Fig. 3. Activated endothelial cells show distinct transcriptional phenotypes.

a Dot plot showing significant change (Bonferroni adjusted p < 0.05) of various mesenchymal, metabolism, and transcription factor genes in Pecam1⁺/Cdh5⁺/Serpine1⁺/Fn1⁺ cells (EndMA⁺) compared to other endothelial cells (Pecam1⁺/Cdh5⁺/mesenchymal marker^-; EndMA⁻) cells. Color indicates log-fold change (red to gray), size depicts significance level (log₁₀ p-value). b Top 10 enriched GO-terms ranked by Enrichr’s combined score for genes, significantly upregulated in EndMA⁺ and EndMA⁻, respectively. c, d Heatmap showing gene regulation of genes associated with fatty acid (FA) signaling, pentose phosphate pathways (PPP), glutamine metabolism, tricarboxylic acid (TCA) cycle and glycolysis pathway comparing EndMA⁺, and EndMA⁻ and all other cells in the dataset (c) at the indicated time points in endothelial cells (d).

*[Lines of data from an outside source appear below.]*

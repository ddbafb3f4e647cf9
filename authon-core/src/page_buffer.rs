//! Host-side copy of user NVM
//!
//! A [`PageBuffer`] is filled once from the device with
//! [`Nvm::load_buffer`](crate::nvm::Nvm::load_buffer). Writes then land in
//! the buffer and mark the pages they touch dirty, and
//! [`Nvm::sync`](crate::nvm::Nvm::sync) programs only the dirty pages.
//! Locked pages are skipped and reported, not treated as failures.

use crate::capability::MAX_USER_PAGES;
use crate::nvm::PAGE_SIZE;
use crate::status::{Error, NvmError};

const BUFFER_LEN: usize = MAX_USER_PAGES as usize * PAGE_SIZE;

/// Outcome of the last sync
#[derive(Debug, Clone, Copy, PartialEq, Eq, Default)]
#[cfg_attr(feature = "defmt", derive(defmt::Format))]
pub enum SyncStatus {
    /// No sync since the buffer was loaded
    #[default]
    Idle,
    /// A sync started and has not finished
    InProgress,
    Success,
    /// A page failed to program; its dirty bit and later ones are kept
    Failure,
}

/// Pages a sync programmed or passed over
#[derive(Debug, Clone, Copy, PartialEq, Eq, Default)]
#[cfg_attr(feature = "defmt", derive(defmt::Format))]
pub struct SyncReport {
    pub written: u8,
    /// Dirty pages dropped because the device has them locked
    pub skipped_locked: u8,
}

/// Cached user pages with one dirty bit each
pub struct PageBuffer {
    data: [u8; BUFFER_LEN],
    dirty: u64,
    pages: u8,
    status: SyncStatus,
}

impl Default for PageBuffer {
    fn default() -> Self {
        Self::new()
    }
}

impl PageBuffer {
    /// An empty buffer; reads and writes fail until it is loaded
    pub const fn new() -> Self {
        Self {
            data: [0; BUFFER_LEN],
            dirty: 0,
            pages: 0,
            status: SyncStatus::Idle,
        }
    }

    pub fn is_loaded(&self) -> bool {
        self.pages > 0
    }

    /// Number of cached pages
    pub fn pages(&self) -> u8 {
        self.pages
    }

    pub fn status(&self) -> SyncStatus {
        self.status
    }

    pub fn is_dirty(&self, page: u8) -> bool {
        page < MAX_USER_PAGES && self.dirty & (1 << page) != 0
    }

    pub fn has_dirty(&self) -> bool {
        self.dirty != 0
    }

    /// Byte range for `len` bytes at `offset` within `page`
    fn span(&self, page: u8, offset: usize, len: usize) -> Result<(usize, usize), Error> {
        if !self.is_loaded() {
            return Err(NvmError::BufferNotLoaded.into());
        }
        let start = page as usize * PAGE_SIZE + offset;
        let end = start + len;
        if page >= self.pages || end > self.pages as usize * PAGE_SIZE {
            return Err(NvmError::OutOfRange.into());
        }
        Ok((start, end))
    }

    /// Copy cached bytes starting `offset` bytes into `page`
    pub fn read(&self, page: u8, offset: usize, buf: &mut [u8]) -> Result<(), Error> {
        let (start, end) = self.span(page, offset, buf.len())?;
        buf.copy_from_slice(&self.data[start..end]);
        Ok(())
    }

    /// Update cached bytes starting `offset` bytes into `page`
    ///
    /// The write may cross page boundaries; every page it touches is
    /// marked dirty.
    pub fn write(&mut self, page: u8, offset: usize, data: &[u8]) -> Result<(), Error> {
        if data.is_empty() {
            return Err(NvmError::InvalidLength.into());
        }
        let (start, end) = self.span(page, offset, data.len())?;
        self.data[start..end].copy_from_slice(data);
        for p in start / PAGE_SIZE..=(end - 1) / PAGE_SIZE {
            self.dirty |= 1 << p;
        }
        Ok(())
    }

    /// Replace the contents with `pages` pages freshly read from the device
    pub(crate) fn fill(&mut self, pages: u8) -> &mut [u8] {
        self.pages = pages.min(MAX_USER_PAGES);
        self.dirty = 0;
        self.status = SyncStatus::Idle;
        &mut self.data[..self.pages as usize * PAGE_SIZE]
    }

    /// Forget the contents after a failed load
    pub(crate) fn clear(&mut self) {
        self.pages = 0;
        self.dirty = 0;
    }

    pub(crate) fn page(&self, page: u8) -> &[u8] {
        let start = page as usize * PAGE_SIZE;
        &self.data[start..start + PAGE_SIZE]
    }

    pub(crate) fn mark_clean(&mut self, page: u8) {
        self.dirty &= !(1 << page);
    }

    pub(crate) fn set_status(&mut self, status: SyncStatus) {
        self.status = status;
    }
}
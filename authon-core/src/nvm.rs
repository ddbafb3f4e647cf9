//! Page-oriented NVM access
//!
//! NVM is addressed in 4-byte pages. User pages `0..nvm_pages` carry a
//! lock bit each; system pages from [`SYSTEM_PAGE_START`] hold the ECC
//! certificates and the life-span counters and have no lock bit.
//!
//! A write checks every target user page for a lock before touching
//! anything. Programming then proceeds block by block with a busy poll
//! after each block, so a timeout mid-way leaves the earlier blocks
//! written.
//!
//! For read-modify-write use, [`Nvm::load_buffer`] caches the user pages
//! in a [`PageBuffer`] and [`Nvm::sync`] writes back the dirty ones.

use authon_protocol::command::MAC_LEN;

use crate::bus::{Bus, MacOperation, PollBudget, MAC_ACCEPTED};
use crate::capability::DeviceFeatures;
use crate::page_buffer::{PageBuffer, SyncReport, SyncStatus};
use crate::register::{
    busy, LSC_FEAT_STS, LSC_KILL_ACT_STS, NVM_LOCK_SET, USER_NVM_LOCK_REGS, USER_NVM_LOCK_STS,
};
use crate::status::{Error, NvmError};
use crate::traits::phy::Phy;

/// Bytes per page
pub const PAGE_SIZE: usize = 4;

/// Bytes per user-page program block
pub const BLOCK_SIZE: usize = 16;

/// First reserved system page
pub const SYSTEM_PAGE_START: u8 = 0x80;

/// One past the last system page
pub const SYSTEM_PAGE_END: u8 = 0xA6;

/// Attempts per register read when taking a [`LockStatus`] snapshot
pub const LOCK_STATUS_RETRIES: u8 = 10;

/// Life-span counter pages
pub const LSC_PAGES: [u8; 2] = [0xA4, 0xA5];

/// Byte address of a page
pub fn page_address(page: u8) -> u16 {
    page as u16 * PAGE_SIZE as u16
}

/// Lock and counter state of the addressed device
#[derive(Debug, Clone, Copy, PartialEq, Eq, Default)]
#[cfg_attr(feature = "defmt", derive(defmt::Format))]
pub struct LockStatus {
    /// One bit per user page, eight pages per register
    pub user_locks: [u8; USER_NVM_LOCK_REGS],
    /// Life-span counter enabled/locked flags
    pub lsc_features: u8,
    pub kill: u8,
    pub counters: [u32; 2],
}

impl LockStatus {
    pub fn is_page_locked(&self, page: u8) -> bool {
        let reg = page as usize / 8;
        reg < USER_NVM_LOCK_REGS && self.user_locks[reg] & (1 << (page % 8)) != 0
    }

    pub fn locked_pages(&self) -> u32 {
        self.user_locks.iter().map(|r| r.count_ones()).sum()
    }
}

/// NVM operations on the addressed device
pub struct Nvm<'a, P: Phy> {
    bus: &'a mut Bus<P>,
    user_pages: u8,
    features: DeviceFeatures,
    nvm_poll: PollBudget,
    mac_poll: PollBudget,
}

impl<'a, P: Phy> Nvm<'a, P> {
    pub fn new(
        bus: &'a mut Bus<P>,
        user_pages: u8,
        features: DeviceFeatures,
        nvm_poll: PollBudget,
        mac_poll: PollBudget,
    ) -> Self {
        Self {
            bus,
            user_pages,
            features,
            nvm_poll,
            mac_poll,
        }
    }

    /// Validate a page range, returning the page count
    fn check_pages(&self, page: u8, len: usize) -> Result<usize, Error> {
        if len == 0 || len % PAGE_SIZE != 0 {
            return Err(NvmError::InvalidLength.into());
        }
        let pages = len / PAGE_SIZE;
        let limit = if page >= SYSTEM_PAGE_START {
            SYSTEM_PAGE_END
        } else {
            self.user_pages
        };
        if page as usize + pages > limit as usize {
            return Err(NvmError::OutOfRange.into());
        }
        Ok(pages)
    }

    /// Read whole pages starting at `page`
    pub fn read(&mut self, page: u8, buf: &mut [u8]) -> Result<(), Error> {
        self.check_pages(page, buf.len())?;
        self.bus.read_register(page_address(page), buf)
    }

    /// Whether a user page is locked
    pub fn is_locked(&mut self, page: u8) -> Result<bool, Error> {
        if page >= self.user_pages {
            return Err(NvmError::OutOfRange.into());
        }
        let reg = self.bus.read_u8(USER_NVM_LOCK_STS + page as u16 / 8)?;
        Ok(reg & (1 << (page % 8)) != 0)
    }

    /// First locked page in `[page, page + count)`, reading each lock
    /// register once
    fn first_locked(&mut self, page: u8, count: usize) -> Result<Option<u8>, Error> {
        let end = page as usize + count;
        let mut reg_index = usize::MAX;
        let mut reg = 0u8;
        for p in page as usize..end {
            if p / 8 != reg_index {
                reg_index = p / 8;
                reg = self.bus.read_u8(USER_NVM_LOCK_STS + reg_index as u16)?;
            }
            if reg & (1 << (p % 8)) != 0 {
                return Ok(Some(p as u8));
            }
        }
        Ok(None)
    }

    fn wait_ready(&mut self) -> Result<(), Error> {
        if self
            .bus
            .poll_until(self.nvm_poll, |bus| Ok(!bus.is_busy(busy::NVM)?))
        {
            Ok(())
        } else {
            Err(NvmError::Timeout.into())
        }
    }

    /// Write whole pages starting at `page`
    ///
    /// Fails with [`NvmError::PageLocked`] without writing anything if any
    /// target user page is locked. A [`NvmError::Timeout`] leaves the
    /// blocks before it programmed.
    pub fn write(&mut self, page: u8, data: &[u8]) -> Result<(), Error> {
        let pages = self.check_pages(page, data.len())?;
        let user = page < SYSTEM_PAGE_START;

        if user {
            if let Some(locked) = self.first_locked(page, pages)? {
                warn!("write refused, page {=u8} is locked", locked);
                return Err(NvmError::PageLocked.into());
            }
        }

        let base = page_address(page);
        let mut offset = 0;
        while offset < data.len() {
            let remaining = data.len() - offset;
            let block = if user && remaining >= BLOCK_SIZE {
                BLOCK_SIZE
            } else {
                PAGE_SIZE
            };

            self.bus
                .write_register(base + offset as u16, &data[offset..offset + block])?;
            self.wait_ready().map_err(|e| {
                error!("programming stalled at offset {=usize}", offset);
                e
            })?;
            offset += block;
        }
        Ok(())
    }

    /// Fill `buffer` with every user page of the device
    pub fn load_buffer(&mut self, buffer: &mut PageBuffer) -> Result<(), Error> {
        let pages = self.user_pages;
        let result = self.bus.read_register(0, buffer.fill(pages));
        if result.is_err() {
            buffer.clear();
        }
        result
    }

    /// Program the dirty pages of `buffer`, in page order
    ///
    /// Locked pages are logged, dropped from the dirty set and counted in
    /// the report. Any other failure stops the sync with
    /// [`SyncStatus::Failure`], keeping the dirty bits of the pages not yet
    /// written.
    pub fn sync(&mut self, buffer: &mut PageBuffer) -> Result<SyncReport, Error> {
        if !buffer.is_loaded() {
            return Err(NvmError::BufferNotLoaded.into());
        }
        buffer.set_status(SyncStatus::InProgress);

        let mut report = SyncReport::default();
        for page in 0..buffer.pages().min(self.user_pages) {
            if !buffer.is_dirty(page) {
                continue;
            }
            let result = match self.first_locked(page, 1) {
                Ok(Some(_)) => {
                    warn!("sync skipped locked page {=u8}", page);
                    buffer.mark_clean(page);
                    report.skipped_locked += 1;
                    continue;
                }
                Ok(None) => self.write(page, buffer.page(page)),
                Err(e) => Err(e),
            };
            if let Err(e) = result {
                error!("sync failed at page {=u8}: {}", page, e);
                buffer.set_status(SyncStatus::Failure);
                return Err(e);
            }
            buffer.mark_clean(page);
            report.written += 1;
        }

        debug!(
            "sync wrote {=u8} page(s), skipped {=u8} locked",
            report.written,
            report.skipped_locked
        );
        buffer.set_status(SyncStatus::Success);
        Ok(report)
    }

    /// Permanently lock a user page
    pub fn lock_page(&mut self, page: u8) -> Result<(), Error> {
        if page >= self.user_pages {
            return Err(NvmError::OutOfRange.into());
        }
        self.bus.write_u8(NVM_LOCK_SET, page)?;
        self.wait_ready()
    }

    /// Clear every user page lock with the reset-password MAC
    pub fn unlock(&mut self, mac: &[u8; MAC_LEN]) -> Result<(), Error> {
        if !self.features.nvm_unlock {
            return Err(NvmError::FeatureDisabled.into());
        }

        self.bus.mac_start(MacOperation::NvmUnlock, mac)?;
        if !self
            .bus
            .poll_until(self.mac_poll, |bus| Ok(!bus.is_busy(busy::AUTH_MAC)?))
        {
            return Err(NvmError::Timeout.into());
        }
        if self.bus.mac_result()? != MAC_ACCEPTED {
            return Err(NvmError::UnlockRejected.into());
        }

        for i in 0..USER_NVM_LOCK_REGS {
            if self.bus.read_u8(USER_NVM_LOCK_STS + i as u16)? != 0 {
                warn!("lock register {=usize} still set after unlock", i);
                return Err(NvmError::PartialUnlock.into());
            }
        }
        info!("nvm unlocked");
        Ok(())
    }

    fn read_retry(&mut self, address: u16, buf: &mut [u8]) -> Result<(), Error> {
        let mut last = Ok(());
        for _ in 0..LOCK_STATUS_RETRIES {
            last = self.bus.read_register(address, buf);
            if last.is_ok() {
                break;
            }
        }
        last
    }

    /// Snapshot of lock bits, counter flags and counters
    pub fn lock_status(&mut self) -> Result<LockStatus, Error> {
        let mut status = LockStatus::default();

        for i in 0..USER_NVM_LOCK_REGS {
            let mut reg = [0u8; 1];
            self.read_retry(USER_NVM_LOCK_STS + i as u16, &mut reg)?;
            status.user_locks[i] = reg[0];
        }

        let mut reg = [0u8; 1];
        self.read_retry(LSC_FEAT_STS, &mut reg)?;
        status.lsc_features = reg[0];
        self.read_retry(LSC_KILL_ACT_STS, &mut reg)?;
        status.kill = reg[0];

        for (counter, &page) in status.counters.iter_mut().zip(LSC_PAGES.iter()) {
            let mut raw = [0u8; PAGE_SIZE];
            self.read_retry(page_address(page), &mut raw)?;
            *counter = u32::from_be_bytes(raw);
        }

        Ok(status)
    }
}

Data is presented in row-wise z-score.

Fig. 4. EndMA is a reversible activation of endothelial cells.

a tSNE plot showing all sequenced cells for all timepoints (Homeostasis, d1, d3, d7, d14, d28) in hearts of tamoxifen treated Cdh5-CreERT2;mT/mG animals (n = 15,365 cells, 1 mouse per time point). We found four mesenchymal clusters (0,1,3,9), three endothelial clusters (2,8,13), three macrophage/monocyte clusters (4,7,11), four clusters of smooth muscle cells/pericytes (10,14,15,16), two clusters of T-cells (6,12), and one cluster of B-cells (5). b tSNE plot showing GFP⁺ traced endothelial cells (n = 1393 cells). c tSNE plot highlighting expression levels of endothelial marker (Pecam1, Cdh5, Vwf) and mesenchymal marker (Col1a1, Pdgfra, Serpine1) as scaled normalized UMI. d Left panel (green) displays relative number of cells expressing (UMI ≥ 1) GFP, Cdh5, and the mesenchymal markers (Col1a1, Serpine1, or Col3a1) per timepoint. Right panel (blue) shows population of cells not expressing Cdh5 in this context. Data represents n = 1 mouse per timepoint. Homeostasis n = 592 cells, d1 n = 87 cells, d3 n = 44 cells, d7 n = 166 cells, d14 n = 304 cells, d28 n = 270 cells. e tSNE plot of reclustered GFP positive cells, showing 7 independent clusters. f Gene expression of different marker genes in different cluster shown in e. Color indicates the log-fold change (blue to red), size shows log p-value. g Relative number of cells assigned to the different clusters from (e) in homeostasis and d7. h, i Fold change of SM22 (TAGLN) (h) and Calponin (CNN1) (i) mRNA levels measured by qRTPCR (n = 3 independent experiments) in HUVECs treated with TGF-β2 supplemented medium (turquoise) and control medium (gray). Expression values were normalized to RPLP0. HUVECs cultured for 3 days in TGF-β2 and subsequent cultivation in control medium until 7 days are shown in green. P-value was calculated using Kruskal–Wallis test (p = 0.005 SM22, p = 0.006 CNN1). Data shown as mean ± SEM.